● **Work instructions**
Every line with "pending" in it must be copied from the data.

● **The data**
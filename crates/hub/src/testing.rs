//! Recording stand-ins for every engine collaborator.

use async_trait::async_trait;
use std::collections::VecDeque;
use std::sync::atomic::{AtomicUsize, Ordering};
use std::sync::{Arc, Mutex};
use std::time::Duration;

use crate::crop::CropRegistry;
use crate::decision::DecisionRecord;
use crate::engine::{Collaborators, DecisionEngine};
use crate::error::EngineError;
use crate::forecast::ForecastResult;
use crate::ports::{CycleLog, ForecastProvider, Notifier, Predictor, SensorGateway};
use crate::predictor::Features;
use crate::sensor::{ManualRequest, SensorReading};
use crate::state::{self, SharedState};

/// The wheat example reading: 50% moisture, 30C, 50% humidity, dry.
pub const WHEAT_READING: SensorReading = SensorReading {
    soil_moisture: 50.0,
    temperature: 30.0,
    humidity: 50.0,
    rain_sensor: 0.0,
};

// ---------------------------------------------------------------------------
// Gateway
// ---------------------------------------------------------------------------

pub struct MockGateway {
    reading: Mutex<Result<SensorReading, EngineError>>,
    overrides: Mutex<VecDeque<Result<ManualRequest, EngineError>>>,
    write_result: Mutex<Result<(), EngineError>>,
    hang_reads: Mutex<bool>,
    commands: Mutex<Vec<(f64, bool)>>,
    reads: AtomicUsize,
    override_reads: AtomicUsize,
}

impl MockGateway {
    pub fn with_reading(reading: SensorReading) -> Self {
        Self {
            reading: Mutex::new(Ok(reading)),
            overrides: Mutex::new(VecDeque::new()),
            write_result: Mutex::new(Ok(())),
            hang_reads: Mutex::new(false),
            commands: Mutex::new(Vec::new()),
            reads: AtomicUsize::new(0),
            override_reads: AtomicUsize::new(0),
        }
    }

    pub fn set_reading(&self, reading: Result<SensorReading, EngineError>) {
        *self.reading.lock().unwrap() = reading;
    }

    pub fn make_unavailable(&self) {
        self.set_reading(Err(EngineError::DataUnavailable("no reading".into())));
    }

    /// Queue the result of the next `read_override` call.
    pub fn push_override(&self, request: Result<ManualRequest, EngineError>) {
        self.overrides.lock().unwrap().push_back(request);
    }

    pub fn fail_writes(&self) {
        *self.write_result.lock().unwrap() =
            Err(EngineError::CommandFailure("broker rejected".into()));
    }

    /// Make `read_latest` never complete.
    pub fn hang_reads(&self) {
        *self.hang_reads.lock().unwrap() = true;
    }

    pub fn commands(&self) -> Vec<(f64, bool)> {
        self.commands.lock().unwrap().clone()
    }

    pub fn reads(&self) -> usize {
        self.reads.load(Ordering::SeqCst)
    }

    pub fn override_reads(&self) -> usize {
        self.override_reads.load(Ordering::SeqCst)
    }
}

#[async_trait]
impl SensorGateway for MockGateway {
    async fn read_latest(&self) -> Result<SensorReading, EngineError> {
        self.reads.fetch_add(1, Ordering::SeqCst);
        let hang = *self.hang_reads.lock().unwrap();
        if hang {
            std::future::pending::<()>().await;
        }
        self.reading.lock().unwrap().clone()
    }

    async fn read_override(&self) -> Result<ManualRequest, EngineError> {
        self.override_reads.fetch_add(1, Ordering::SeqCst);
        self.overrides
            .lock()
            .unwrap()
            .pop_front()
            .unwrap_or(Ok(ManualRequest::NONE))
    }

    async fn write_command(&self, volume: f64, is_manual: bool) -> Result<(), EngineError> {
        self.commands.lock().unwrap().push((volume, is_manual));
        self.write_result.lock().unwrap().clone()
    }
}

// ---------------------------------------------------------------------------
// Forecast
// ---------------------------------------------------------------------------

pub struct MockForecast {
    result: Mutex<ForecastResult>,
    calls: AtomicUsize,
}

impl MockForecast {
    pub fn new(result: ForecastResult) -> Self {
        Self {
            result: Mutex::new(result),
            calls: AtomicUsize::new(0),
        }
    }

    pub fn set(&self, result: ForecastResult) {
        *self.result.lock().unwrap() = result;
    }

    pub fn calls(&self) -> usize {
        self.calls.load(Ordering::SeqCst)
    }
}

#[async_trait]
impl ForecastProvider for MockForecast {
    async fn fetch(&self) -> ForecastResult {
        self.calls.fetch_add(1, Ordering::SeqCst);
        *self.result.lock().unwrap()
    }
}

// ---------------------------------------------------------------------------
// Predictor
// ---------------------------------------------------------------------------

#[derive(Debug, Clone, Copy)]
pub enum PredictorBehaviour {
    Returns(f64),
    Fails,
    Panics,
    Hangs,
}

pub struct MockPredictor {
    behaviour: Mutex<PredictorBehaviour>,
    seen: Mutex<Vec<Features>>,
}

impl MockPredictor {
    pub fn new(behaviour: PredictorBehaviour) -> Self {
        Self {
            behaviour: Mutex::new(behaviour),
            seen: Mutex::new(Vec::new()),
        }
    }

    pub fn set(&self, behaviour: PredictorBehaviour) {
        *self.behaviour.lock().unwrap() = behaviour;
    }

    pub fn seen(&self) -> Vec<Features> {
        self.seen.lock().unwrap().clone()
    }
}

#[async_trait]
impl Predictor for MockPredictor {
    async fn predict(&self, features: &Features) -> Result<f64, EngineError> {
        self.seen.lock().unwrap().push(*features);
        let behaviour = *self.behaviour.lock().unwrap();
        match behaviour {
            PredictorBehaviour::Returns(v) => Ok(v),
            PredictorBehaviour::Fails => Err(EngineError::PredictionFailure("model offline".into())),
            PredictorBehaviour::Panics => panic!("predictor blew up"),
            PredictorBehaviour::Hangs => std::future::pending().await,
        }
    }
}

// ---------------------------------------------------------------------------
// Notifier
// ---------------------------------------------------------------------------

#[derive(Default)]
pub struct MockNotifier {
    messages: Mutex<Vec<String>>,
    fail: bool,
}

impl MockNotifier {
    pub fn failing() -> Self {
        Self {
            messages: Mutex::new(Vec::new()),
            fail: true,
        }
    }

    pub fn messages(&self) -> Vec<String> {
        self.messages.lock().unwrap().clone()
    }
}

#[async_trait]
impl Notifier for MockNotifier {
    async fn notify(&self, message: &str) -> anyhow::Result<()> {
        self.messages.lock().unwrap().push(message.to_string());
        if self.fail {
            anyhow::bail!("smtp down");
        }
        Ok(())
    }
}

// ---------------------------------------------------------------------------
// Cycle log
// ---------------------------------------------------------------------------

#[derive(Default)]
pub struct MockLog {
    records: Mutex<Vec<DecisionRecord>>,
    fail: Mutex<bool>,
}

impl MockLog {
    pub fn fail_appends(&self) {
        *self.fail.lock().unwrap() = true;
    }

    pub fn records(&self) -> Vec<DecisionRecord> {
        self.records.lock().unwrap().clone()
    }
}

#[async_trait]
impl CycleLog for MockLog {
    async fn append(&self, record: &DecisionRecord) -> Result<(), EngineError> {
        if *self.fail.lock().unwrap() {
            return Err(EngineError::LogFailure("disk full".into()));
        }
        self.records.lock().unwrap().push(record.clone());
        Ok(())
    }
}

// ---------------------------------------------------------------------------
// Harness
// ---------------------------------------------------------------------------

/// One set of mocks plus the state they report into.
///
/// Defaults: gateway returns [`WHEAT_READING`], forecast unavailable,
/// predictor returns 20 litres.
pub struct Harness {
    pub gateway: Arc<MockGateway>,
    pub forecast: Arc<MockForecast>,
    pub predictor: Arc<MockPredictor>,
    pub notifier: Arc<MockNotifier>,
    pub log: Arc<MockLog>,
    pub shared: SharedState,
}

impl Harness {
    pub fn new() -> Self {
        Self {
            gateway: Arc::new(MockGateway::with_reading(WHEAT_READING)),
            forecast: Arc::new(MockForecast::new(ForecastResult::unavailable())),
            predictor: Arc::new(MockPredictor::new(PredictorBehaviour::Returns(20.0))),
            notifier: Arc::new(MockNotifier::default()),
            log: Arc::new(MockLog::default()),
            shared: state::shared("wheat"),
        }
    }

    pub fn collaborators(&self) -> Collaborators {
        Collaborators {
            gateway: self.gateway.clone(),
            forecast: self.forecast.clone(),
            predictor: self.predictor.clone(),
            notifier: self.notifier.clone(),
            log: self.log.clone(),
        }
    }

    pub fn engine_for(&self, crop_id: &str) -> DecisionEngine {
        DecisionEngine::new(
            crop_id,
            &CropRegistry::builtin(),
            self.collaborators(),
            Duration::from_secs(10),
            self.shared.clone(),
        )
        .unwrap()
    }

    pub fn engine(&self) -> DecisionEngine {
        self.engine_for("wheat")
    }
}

● **Completed exercise**
            std::future::pending::<()>().await;
            PredictorBehaviour::Hangs => std::future::pending().await,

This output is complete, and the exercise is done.